**EXERCISE**
Transcribe, word for word and without additions, each line below from the one containing "for date in" through the one containing "day.end, day.overnight, settings.utc_offset)?;", both ends included.

**Collected data entries**
--- START ---

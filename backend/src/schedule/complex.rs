//! Multi-block cyclic schedules.
//!
//! A complex schedule is a sequence of blocks, each a run of rostered work
//! days followed by days off. The blocks repeat back to back, so every date
//! maps to exactly one slot of the cycle.

use time::{Date, Time};

use crate::models::{
    employee::Employee,
    schedule::{Reconciliation, ScheduleDay},
};
use crate::error::ScheduleError;

use super::{
    clock::{first_of_month, month_days, span_minutes},
    holiday::HolidayCalendar,
    policy::{BreakWindow, WorkSchedule},
    shift::{anchored_breaks, build_shift},
    ScheduleSettings,
};

#[derive(Debug, Clone, PartialEq)]
pub struct ComplexSchedule {
    pub id: Option<u32>,
    pub name: String,
    pub blocks: Vec<ScheduleBlock>,
}

#[derive(Debug, Clone, PartialEq)]
pub struct ScheduleBlock {
    pub work_days: Vec<WorkDay>,
    pub off_days: u32,
}

impl ScheduleBlock {
    pub fn len(&self) -> u32 {
        self.work_days.len() as u32 + self.off_days
    }

    pub fn is_empty(&self) -> bool {
        self.len() == 0
    }
}

/// One rostered day inside a block, with its own times and breaks.
#[derive(Debug, Clone, PartialEq)]
pub struct WorkDay {
    pub start: Time,
    pub end: Time,
    pub overnight: bool,
    pub work_hours: f64,
    pub breaks: Vec<BreakWindow>,
    pub overnight_breaks: Vec<BreakWindow>,
}

impl WorkDay {
    /// Clock length of the shift; an overnight shift that starts and ends on
    /// the same clock time spans a full day.
    pub fn span_hours(&self) -> f64 {
        let minutes = match span_minutes(self.start, self.end) {
            0 if self.overnight => 24 * 60,
            m => m,
        };
        minutes as f64 / 60.0
    }
}

#[derive(Debug, Clone, Copy, PartialEq)]
pub enum CycleSlot<'a> {
    Work {
        block: usize,
        index: usize,
        day: &'a WorkDay,
    },
    Off {
        block: usize,
    },
}

impl CycleSlot<'_> {
    pub fn is_work(&self) -> bool {
        matches!(self, CycleSlot::Work { .. })
    }
}

impl ComplexSchedule {
    pub fn cycle_length(&self) -> u32 {
        self.blocks.iter().map(ScheduleBlock::len).sum()
    }

    /// Resolves a position in the cycle to its block and work-day config.
    pub fn slot(&self, offset: u32) -> CycleSlot<'_> {
        let mut remaining = offset % self.cycle_length().max(1);
        for (block_index, block) in self.blocks.iter().enumerate() {
            if remaining < block.len() {
                return match block.work_days.get(remaining as usize) {
                    Some(day) => CycleSlot::Work {
                        block: block_index,
                        index: remaining as usize,
                        day,
                    },
                    None => CycleSlot::Off { block: block_index },
                };
            }
            remaining -= block.len();
        }
        CycleSlot::Off {
            block: self.blocks.len().saturating_sub(1),
        }
    }

    /// Cycle position of `date`.
    ///
    /// With an anchor the cycle runs continuously from it; without one the
    /// cycle restarts on the first day of every month.
    pub fn offset_for(&self, date: Date, anchor: Option<Date>) -> u32 {
        let origin = anchor.unwrap_or_else(|| first_of_month(date));
        let length = i64::from(self.cycle_length().max(1));
        (date - origin).whole_days().rem_euclid(length) as u32
    }

    pub fn slot_for(&self, date: Date, anchor: Option<Date>) -> CycleSlot<'_> {
        self.slot(self.offset_for(date, anchor))
    }
}

/// Expands a complex schedule over one calendar month.
pub fn expand(
    employee: &Employee,
    schedule: &WorkSchedule,
    complex: &ComplexSchedule,
    year: i32,
    month: u8,
    calendar: &HolidayCalendar,
    settings: &ScheduleSettings,
) -> Result<Vec<ScheduleDay>, ScheduleError> {
    let dates = month_days(year, month)?;
    let length = complex.cycle_length().max(1);
    let mut offset = match dates.first() {
        Some(&first) => complex.offset_for(first, schedule.anchor),
        None => 0,
    };

    let mut days = Vec::with_capacity(dates.len());
    for date in dates {
        let is_holiday = calendar.is_holiday(date);
        let record = match complex.slot(offset) {
            CycleSlot::Work { day, .. } if !is_holiday => {
                work_day_record(employee, date, day, settings)?
            }
            _ => ScheduleDay::off(employee.id, employee.company_id, date, is_holiday),
        };
        days.push(record);
        offset = (offset + 1) % length;
    }
    Ok(days)
}

fn work_day_record(
    employee: &Employee,
    date: Date,
    day: &WorkDay,
    settings: &ScheduleSettings,
) -> Result<ScheduleDay, ScheduleError> {
    let shift = build_shift(date, day.start, day.end, day.overnight, settings.utc_offset)?;
    Ok(ScheduleDay {
        is_work_day: true,
        overnight: day.overnight,
        unix_start: shift.start,
        unix_end: shift.end,
        plan_hours: day.work_hours,
        day_breaks: anchored_breaks(date, &day.breaks, false, settings.utc_offset)?,
        overnight_breaks: anchored_breaks(date, &day.overnight_breaks, true, settings.utc_offset)?,
        reconciliation: Some(Reconciliation::default()),
        ..ScheduleDay::off(employee.id, employee.company_id, date, false)
    })
}
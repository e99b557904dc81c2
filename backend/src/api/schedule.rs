use std::sync::Arc;

use axum::{
    extract::{Path, Query, State},
    Json,
};
use futures::{stream, StreamExt};
use uuid::Uuid;
use validator::Validate;

use crate::{
    error::{AppError, Result},
    models::{
        common::MonthParams,
        employee::{Employee, EmployeeFilter},
        schedule::{GenerateScheduleRequest, GeneratedSchedule, GenerationOutcome, ScheduleDay},
    },
    schedule::{generate_month, summarize, HolidayCalendar},
    store::Store,
    AppState,
};

use super::employees::fetch;

/// Employees generated at once by a bulk run.
const GENERATION_CONCURRENCY: usize = 8;

pub(crate) async fn holiday_calendar(store: &dyn Store) -> Result<HolidayCalendar> {
    Ok(HolidayCalendar::new(store.list_holidays().await?))
}

/// Generates a month, has it accepted by the submitter and only then stores
/// it, replacing any earlier version.
async fn commit_month(
    state: &AppState,
    employee: &Employee,
    calendar: &HolidayCalendar,
    year: i32,
    month: u8,
) -> Result<GeneratedSchedule> {
    let days = generate_month(employee, year, month, calendar, &state.settings)?;
    state.submitter.submit(employee.id, &days).await?;
    state
        .store
        .save_schedule(employee.id, year, month, &days)
        .await?;

    let summary = summarize(&days);
    tracing::info!(
        employee_id = %employee.id,
        year,
        month,
        work_days = summary.work_days,
        "Schedule committed"
    );

    Ok(GeneratedSchedule {
        employee_id: employee.id,
        year,
        month,
        summary,
        days,
    })
}

pub async fn generate_one(
    State(state): State<AppState>,
    Path(id): Path<Uuid>,
    Json(req): Json<GenerateScheduleRequest>,
) -> Result<Json<GeneratedSchedule>> {
    req.validate()?;

    let employee = fetch(state.store.as_ref(), id).await?;
    let calendar = holiday_calendar(state.store.as_ref()).await?;
    let generated = commit_month(&state, &employee, &calendar, req.year, req.month).await?;

    Ok(Json(generated))
}

/// Returns the stored month exactly as committed; never regenerates.
pub async fn load(
    State(store): State<Arc<dyn Store>>,
    Path(id): Path<Uuid>,
    Query(params): Query<MonthParams>,
) -> Result<Json<Vec<ScheduleDay>>> {
    params.validate()?;

    store
        .load_schedule(id, params.year, params.month)
        .await?
        .map(Json)
        .ok_or_else(|| AppError::NotFound("No schedule generated for this month".into()))
}

/// Generates the month for every active employee. One employee's failure does
/// not stop the others; each gets its own outcome.
pub async fn generate_all(
    State(state): State<AppState>,
    Json(req): Json<GenerateScheduleRequest>,
) -> Result<Json<Vec<GenerationOutcome>>> {
    req.validate()?;

    let employees = state.store.list_employees(&EmployeeFilter::active()).await?;
    let calendar = holiday_calendar(state.store.as_ref()).await?;
    tracing::info!(
        employees = employees.len(),
        year = req.year,
        month = req.month,
        "Generating schedules"
    );

    let (year, month) = (req.year, req.month);
    let state = &state;
    let calendar = &calendar;
    let mut outcomes: Vec<GenerationOutcome> = stream::iter(employees.into_iter())
        .map(|employee| async move {
            let employee = &employee;
            match commit_month(state, employee, calendar, year, month).await {
                Ok(generated) => GenerationOutcome {
                    employee_id: employee.id,
                    committed: true,
                    summary: Some(generated.summary),
                    error: None,
                },
                Err(e) => {
                    tracing::warn!(
                        employee_id = %employee.id,
                        "Schedule generation failed: {}",
                        e
                    );
                    GenerationOutcome {
                        employee_id: employee.id,
                        committed: false,
                        summary: None,
                        error: Some(e.to_string()),
                    }
                }
            }
        })
        .buffer_unordered(GENERATION_CONCURRENCY)
        .collect()
        .await;

    outcomes.sort_by_key(|o| o.employee_id);
    Ok(Json(outcomes))
}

--- END ---

**SOLUTION FOR THIS EXERCISE**
    for date in dates {
        let is_holiday = calendar.is_holiday(date);
        let record = match complex.slot(offset) {
            CycleSlot::Work { day, .. } if !is_holiday => {
                work_day_record(employee, date, day, settings)?
            }
            _ => ScheduleDay::off(employee.id, employee.company_id, date, is_holiday),
        };
        days.push(record);
        offset = (offset + 1) % length;
    }
    Ok(days)
}

fn work_day_record(
    employee: &Employee,
    date: Date,
    day: &WorkDay,
    settings: &ScheduleSettings,
) -> Result<ScheduleDay, ScheduleError> {
    let shift = build_shift(date, day.start, day.end, day.overnight, settings.utc_offset)?;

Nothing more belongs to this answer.